== Segment start ==

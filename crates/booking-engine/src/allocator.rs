//! Deterministic round-robin batch assignment of enrollments onto slots.
//!
//! Index-driven: the success counter advances only when a booking is
//! actually placed, so skipped enrollments never rotate the catalog
//! unevenly. When the round-robin target is already claimed, a linear
//! probe walks the room × slot cross product; `rooms × slots` attempts
//! visit every combination, so exhaustion is provable rather than assumed.

use chrono::{Datelike, Days, NaiveDate, Weekday};
use serde::{Deserialize, Serialize};

use crate::booking::{Booking, BookingStatus};
use crate::config::BookingDefaults;
use crate::error::{Result, ScheduleError};
use crate::model::{Enrollment, Lecturer, Room};
use crate::slot::{Slot, SlotCatalog, SlotClaims};

/// Why an enrollment could not be placed.
#[derive(Debug, Clone, Copy, PartialEq, Eq, Serialize, Deserialize)]
pub enum UnscheduledReason {
    /// Every (room, day, time) combination reachable by the probe was taken.
    NoSlotAvailable,
}

/// An enrollment the batch could not place, with the reason recorded.
///
/// Callers must not guess success from the absence of an error: every
/// enrollment that was attempted but not placed shows up here.
#[derive(Debug, Clone, PartialEq, Serialize, Deserialize)]
pub struct Unscheduled {
    pub enrollment: Enrollment,
    pub reason: UnscheduledReason,
}

/// Result of one batch run. Partial success is the contract: callers
/// decide what to do with the unscheduled remainder.
#[derive(Debug, Clone, Default, PartialEq, Serialize, Deserialize)]
pub struct AssignmentOutcome {
    pub created: Vec<Booking>,
    pub unscheduled: Vec<Unscheduled>,
}

/// Round-robin slot allocator over a fixed catalog.
#[derive(Debug, Clone)]
pub struct SlotAllocator {
    catalog: SlotCatalog,
    defaults: BookingDefaults,
}

impl SlotAllocator {
    pub fn new(catalog: SlotCatalog) -> Self {
        Self {
            catalog,
            defaults: BookingDefaults::default(),
        }
    }

    /// Sets the defaults stamped onto generated bookings.
    pub fn with_defaults(mut self, defaults: BookingDefaults) -> Self {
        self.defaults = defaults;
        self
    }

    pub fn catalog(&self) -> &SlotCatalog {
        &self.catalog
    }

    /// Assigns each enrollment a (room, lecturer, slot) triple without
    /// collisions, best-effort.
    ///
    /// Enrollments with a blank course name are skipped silently -- a blank
    /// name is a valid "no event" signal. `week_start` anchors the
    /// catalog's weekdays to concrete dates: each booking lands on the
    /// first matching weekday on or after it. `claims` is owned by the
    /// caller: a fresh set isolates this batch, a shared set chains claims
    /// across batches.
    ///
    /// # Errors
    /// `NoAvailableRooms` when no room is assignable and
    /// `NoAvailableLecturers` when the roster is empty; both abort the
    /// whole batch with nothing placed.
    pub fn assign(
        &self,
        enrollments: &[Enrollment],
        rooms: &[Room],
        lecturers: &[Lecturer],
        week_start: NaiveDate,
        claims: &mut SlotClaims,
    ) -> Result<AssignmentOutcome> {
        let rooms: Vec<&Room> = rooms.iter().filter(|r| r.is_assignable()).collect();
        if rooms.is_empty() {
            return Err(ScheduleError::NoAvailableRooms);
        }
        if lecturers.is_empty() {
            return Err(ScheduleError::NoAvailableLecturers);
        }

        let mut outcome = AssignmentOutcome::default();
        // Advances only on successful placement, so a skipped enrollment
        // does not consume a rotation step.
        let mut placed = 0usize;

        for enrollment in enrollments {
            let Some(event_name) = enrollment.normalized_course_name() else {
                continue;
            };

            let Some((room, slot)) = self.find_free_target(&rooms, placed, claims) else {
                outcome.unscheduled.push(Unscheduled {
                    enrollment: enrollment.clone(),
                    reason: UnscheduledReason::NoSlotAvailable,
                });
                continue;
            };

            claims.claim(&room.room_name, &slot);
            let lecturer = &lecturers[placed % lecturers.len()];
            outcome
                .created
                .push(self.build_booking(enrollment, event_name, room, lecturer, &slot, week_start));
            placed += 1;
        }

        Ok(outcome)
    }

    /// The round-robin target for success index `i`, falling back to a
    /// linear probe over the room × slot cross product.
    ///
    /// The probe maps index `c` to `slot = catalog[c % S]`,
    /// `room = rooms[(c / S) % R]`: any window of `S × R` consecutive
    /// indices covers every combination, so `S × R` attempts exhaust the
    /// space.
    fn find_free_target<'r>(
        &self,
        rooms: &[&'r Room],
        i: usize,
        claims: &SlotClaims,
    ) -> Option<(&'r Room, Slot)> {
        let slot_count = self.catalog.len();
        let room_count = rooms.len();
        if slot_count == 0 {
            return None;
        }

        // Attempt 0: the round-robin rotation itself.
        let room = rooms[i % room_count];
        let slot = *self.catalog.get(i % slot_count)?;
        if !claims.is_claimed(&room.room_name, &slot) {
            return Some((room, slot));
        }

        let max_attempts = slot_count * room_count;
        for attempt in 1..=max_attempts {
            let c = i + attempt;
            let slot = *self.catalog.get(c % slot_count)?;
            let room = rooms[(c / slot_count) % room_count];
            if !claims.is_claimed(&room.room_name, &slot) {
                return Some((room, slot));
            }
        }

        None
    }

    fn build_booking(
        &self,
        enrollment: &Enrollment,
        event_name: String,
        room: &Room,
        lecturer: &Lecturer,
        slot: &Slot,
        week_start: NaiveDate,
    ) -> Booking {
        Booking {
            // The repository assigns the id at save time.
            id: String::new(),
            room_name: room.room_name.clone(),
            event_type: self.defaults.event_type.clone(),
            event_name,
            course_code: Some(enrollment.course_code.clone()),
            faculty: self.defaults.faculty.clone(),
            department: self.defaults.department.clone(),
            date: date_for_weekday(week_start, slot.day),
            start_time: slot.start,
            duration_minutes: self.defaults.duration_minutes,
            priority_level: self.defaults.priority,
            status: BookingStatus::Pending,
            created_by: self.defaults.created_by.clone(),
            lecturer_email: lecturer.contact_email().to_string(),
        }
    }
}

/// First date on or after `week_start` that falls on `day`.
pub fn date_for_weekday(week_start: NaiveDate, day: Weekday) -> NaiveDate {
    let offset = (day.num_days_from_monday() + 7 - week_start.weekday().num_days_from_monday()) % 7;
    week_start + Days::new(u64::from(offset))
}
//! Booking records and their lifecycle states.

use std::fmt;

use chrono::{NaiveDate, NaiveTime};
use serde::{Deserialize, Serialize};

use crate::error::Result;
use crate::interval::TimeInterval;

/// Review state of a booking.
///
/// `Pending -> Approved | Rejected` is an administrative decision;
/// `Rejected` and `Cancelled` are terminal.
#[derive(Debug, Clone, Copy, PartialEq, Eq, Default, Serialize, Deserialize)]
pub enum BookingStatus {
    #[default]
    Pending,
    Approved,
    Rejected,
    Cancelled,
}

impl BookingStatus {
    /// Terminal statuses admit no further transitions.
    pub fn is_terminal(&self) -> bool {
        matches!(self, BookingStatus::Rejected | BookingStatus::Cancelled)
    }
}

impl fmt::Display for BookingStatus {
    fn fmt(&self, f: &mut fmt::Formatter<'_>) -> fmt::Result {
        let name = match self {
            BookingStatus::Pending => "Pending",
            BookingStatus::Approved => "Approved",
            BookingStatus::Rejected => "Rejected",
            BookingStatus::Cancelled => "Cancelled",
        };
        f.write_str(name)
    }
}

/// Scheduling priority attached to a booking.
#[derive(Debug, Clone, Copy, PartialEq, Eq, Default, Serialize, Deserialize)]
pub enum PriorityLevel {
    Low,
    #[default]
    Medium,
    High,
}

/// One reserved use of a room for a time interval on a given date.
///
/// The end time is always derived from `start_time + duration_minutes`;
/// it is never stored, so the two can never drift apart.
#[derive(Debug, Clone, PartialEq, Serialize, Deserialize)]
pub struct Booking {
    /// Assigned by the repository at save time; empty until then.
    #[serde(default)]
    pub id: String,
    /// Join key into the room directory.
    pub room_name: String,
    pub event_type: String,
    pub event_name: String,
    /// Course code, propagated from the enrollment for generated lectures.
    #[serde(default)]
    pub course_code: Option<String>,
    #[serde(default)]
    pub faculty: String,
    #[serde(default)]
    pub department: String,
    pub date: NaiveDate,
    pub start_time: NaiveTime,
    pub duration_minutes: u32,
    #[serde(default)]
    pub priority_level: PriorityLevel,
    #[serde(default)]
    pub status: BookingStatus,
    #[serde(default)]
    pub created_by: String,
    /// Contact address stamped by the batch generator.
    #[serde(default)]
    pub lecturer_email: String,
}

impl Booking {
    /// Creates a pending booking with empty defaults for the optional fields.
    pub fn new(
        room_name: impl Into<String>,
        event_type: impl Into<String>,
        event_name: impl Into<String>,
        date: NaiveDate,
        start_time: NaiveTime,
        duration_minutes: u32,
    ) -> Self {
        Self {
            id: String::new(),
            room_name: room_name.into(),
            event_type: event_type.into(),
            event_name: event_name.into(),
            course_code: None,
            faculty: String::new(),
            department: String::new(),
            date,
            start_time,
            duration_minutes,
            priority_level: PriorityLevel::default(),
            status: BookingStatus::default(),
            created_by: String::new(),
            lecturer_email: String::new(),
        }
    }

    /// Sets the priority level.
    pub fn with_priority(mut self, priority: PriorityLevel) -> Self {
        self.priority_level = priority;
        self
    }

    /// Sets the creator.
    pub fn with_created_by(mut self, created_by: impl Into<String>) -> Self {
        self.created_by = created_by.into();
        self
    }

    /// Sets the course code.
    pub fn with_course_code(mut self, code: impl Into<String>) -> Self {
        self.course_code = Some(code.into());
        self
    }

    /// The booking's time interval for its day.
    ///
    /// # Errors
    /// `InvalidInterval` when the duration is zero or the booking would run
    /// past midnight.
    pub fn interval(&self) -> Result<TimeInterval> {
        TimeInterval::from_start_duration(self.start_time, self.duration_minutes)
    }
}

== Segment end ==

> [Task goal]: Set down, exactly as they stand above, the lines starting with the line with "slot) triple without" and going on through the line with "name is a valid", and no others.

> [Answer to this exercise]:
    /// Assigns each enrollment a (room, lecturer, slot) triple without
    /// collisions, best-effort.
    ///
    /// Enrollments with a blank course name are skipped silently -- a blank
    /// name is a valid "no event" signal. `week_start` anchors the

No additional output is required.